_WHAT YOU WILL DO_
Take from the material every line containing the string "ignored" and copy it.
___
use std::sync::Arc;

use clap::Parser;
use storefront_e2e::cli::commands::{describe_scenario, render_report, run_scenarios, select_scenarios};
use storefront_e2e::cli::config::{
    AppConfig, Cli, Commands, RunOverrides, build_session_config, load_config,
    resolve_launcher_paths,
};
use storefront_e2e::harness::runner::TestStatus;
use storefront_e2e::scenarios;
use storefront_e2e::trace::logger::TraceLogger;

use crate::common::fake_driver::FakeLauncher;
use crate::common::utils::fast_session_config;

mod common;

// ============================================================================
// CLI Argument Parsing Tests
// ============================================================================

#[test]
fn cli_parse_run_minimal() {
    let cli = Cli::parse_from(["storefront-e2e", "run"]);
    assert_eq!(cli.verbose, 0);
    assert!(cli.config.is_none());
    match cli.command {
        Commands::Run {
            category,
            filter,
            format,
            output,
            headless,
            base_url,
            settle_scale,
            ..
        } => {
            assert!(category.is_none());
            assert!(filter.is_none());
            assert!(format.is_none());
            assert!(output.is_none());
            assert!(!headless);
            assert!(base_url.is_none());
            assert!(settle_scale.is_none());
        }
        _ => panic!("Expected Run command"),
    }
}

#[test]
fn cli_parse_run_all_args() {
    let cli = Cli::parse_from([
        "storefront-e2e",
        "-vv",
        "--config",
        "ci.yaml",
        "run",
        "--category",
        "Smoke",
        "--filter",
        "TC0",
        "--format",
        "junit",
        "-o",
        "report.xml",
        "--headless",
        "--base-url",
        "https://staging.shop.test",
        "--settle-scale",
        "0.5",
        "--node",
        "/usr/bin/node",
        "--script",
        "node/browser_server.js",
        "--trace",
        "trace.jsonl",
    ]);
    assert_eq!(cli.verbose, 2);
    assert_eq!(cli.config.as_deref(), Some("ci.yaml"));
    match cli.command {
        Commands::Run {
            category,
            filter,
            format,
            output,
            headless,
            base_url,
            settle_scale,
            node,
            script,
            trace,
        } => {
            assert_eq!(category.as_deref(), Some("Smoke"));
            assert_eq!(filter.as_deref(), Some("TC0"));
            assert_eq!(format.as_deref(), Some("junit"));
            assert_eq!(output.as_deref(), Some("report.xml"));
            assert!(headless);
            assert_eq!(base_url.as_deref(), Some("https://staging.shop.test"));
            assert_eq!(settle_scale, Some(0.5));
            assert_eq!(node.as_deref(), Some("/usr/bin/node"));
            assert_eq!(script.as_deref(), Some("node/browser_server.js"));
            assert_eq!(trace.as_deref(), Some("trace.jsonl"));
        }
        _ => panic!("Expected Run command"),
    }
}

#[test]
fn cli_parse_list() {
    let cli = Cli::parse_from(["storefront-e2e", "list", "--category", "cart"]);
    match cli.command {
        Commands::List { category, filter } => {
            assert_eq!(category.as_deref(), Some("cart"));
            assert!(filter.is_none());
        }
        _ => panic!("Expected List command"),
    }
}

#[test]
fn cli_requires_subcommand() {
    assert!(Cli::try_parse_from(["storefront-e2e"]).is_err());
}

// ============================================================================
// Config File Tests
// ============================================================================

#[test]
fn load_config_missing_file_gives_defaults() {
    let config = load_config(Some("/nonexistent/storefront-e2e.yaml"));
    assert_eq!(config.site.base_url, "https://automationexercise.com");
    assert_eq!(config.site.settle_scale, 1.0);
    assert_eq!(config.browser.node, "node");
    assert_eq!(config.browser.script, "node/browser_server.js");
    assert_eq!(config.run.format, "console");
}

#[test]
fn load_config_partial_file() {
    let dir = tempfile::tempdir().unwrap();
    let path = dir.path().join("storefront-e2e.yaml");
    std::fs::write(
        &path,
        "site:\n  base_url: https://staging.shop.test\nbrowser:\n  headless: true\nrun:\n  format: html\n",
    )
    .unwrap();

    let config = load_config(path.to_str());
    assert_eq!(config.site.base_url, "https://staging.shop.test");
    assert_eq!(config.site.probe_timeout_ms, 5000);
    assert!(config.browser.headless);
    assert_eq!(config.browser.default_timeout_ms, 30_000);
    assert_eq!(config.run.format, "html");
}

#[test]
fn load_config_malformed_file_gives_defaults() {
    let dir = tempfile::tempdir().unwrap();
    let path = dir.path().join("broken.yaml");
    std::fs::write(&path, "site: [not, a, map").unwrap();

    let config = load_config(path.to_str());
    assert_eq!(config.site.base_url, "https://automationexercise.com");
}

#[test]
fn cli_overrides_win_over_config() {
    let mut config = AppConfig::default();
    config.site.base_url = "https://from-config.test".into();
    config.site.settle_scale = 2.0;
    config.browser.slow_mo_ms = 50;

    let overrides = RunOverrides {
        headless: true,
        settle_scale: Some(0.0),
        node: Some("nodejs".into()),
        ..RunOverrides::default()
    };
    let session = build_session_config(&config, &overrides);
    assert!(session.launch.headless);
    assert_eq!(session.launch.slow_mo_ms, 50);
    assert_eq!(session.pages.base_url, "https://from-config.test");
    assert_eq!(session.pages.settle_scale, 0.0);

    let (node, script) = resolve_launcher_paths(&config, &overrides);
    assert_eq!(node, "nodejs");
    assert_eq!(script.to_str(), Some("node/browser_server.js"));
}

#[test]
fn negative_settle_scale_is_clamped() {
    let overrides = RunOverrides {
        settle_scale: Some(-1.0),
        ..RunOverrides::default()
    };
    let session = build_session_config(&AppConfig::default(), &overrides);
    assert_eq!(session.pages.settle_scale, 0.0);
}

// ============================================================================
// Commands
// ============================================================================

#[test]
fn select_scenarios_rejects_unknown_category() {
    assert!(select_scenarios(Some("Bogus"), None).is_err());
    assert_eq!(select_scenarios(Some("xss"), None).unwrap().len(), 1);
    assert_eq!(select_scenarios(None, None).unwrap().len(), 55);
}

#[test]
fn describe_scenario_mentions_ignore_reason() {
    let all = scenarios::all();
    let tc40 = all.iter().find(|s| s.id == "TC40").unwrap();
    let line = describe_scenario(tc40);
    assert!(line.starts_with("TC40_"));
    assert!(line.contains("[Performance, ResponseTime]"));
    assert!(line.contains("(ignored: "));

    let tc01 = all.iter().find(|s| s.id == "TC01").unwrap();
    assert!(!describe_scenario(tc01).contains("ignored"));
}

#[test]
fn run_scenarios_builds_timed_report() {
    let dir = tempfile::tempdir().unwrap();
    let launcher = FakeLauncher::failing();
    let selected = select_scenarios(Some("Performance"), Some("ResponseTime")).unwrap();
    assert_eq!(selected.len(), 3);

    let report = run_scenarios(
        &launcher,
        fast_session_config(dir.path()),
        Arc::new(TraceLogger::disabled()),
        &selected,
    );

    assert_eq!(report.suite_name, "storefront-e2e");
    assert_eq!(report.total, 3);
    assert_eq!(report.skipped, 1);
    assert_eq!(report.failed, 2);
    assert!(report.duration_ms.is_some());
    assert!(
        report
            .test_results
            .iter()
            .filter(|r| r.status == TestStatus::Failed)
            .all(|r| r.error.as_deref().unwrap().starts_with("Browser launch failed"))
    );
}

#[test]
fn render_report_picks_format() {
    let report = storefront_e2e::report::report_model::TestSuiteReport::from_results(
        "storefront-e2e",
        Vec::new(),
    );
    assert!(render_report(&report, "html").starts_with("<!DOCTYPE html>"));
    assert!(render_report(&report, "junit").starts_with("<?xml"));
    assert!(render_report(&report, "console").starts_with("=== Test Suite"));
    assert!(render_report(&report, "pdf").starts_with("=== Test Suite"));
}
___
_SOLUTION FOR THIS EXERCISE_
    assert!(line.contains("(ignored: "));
    assert!(!describe_scenario(tc01).contains("ignored"));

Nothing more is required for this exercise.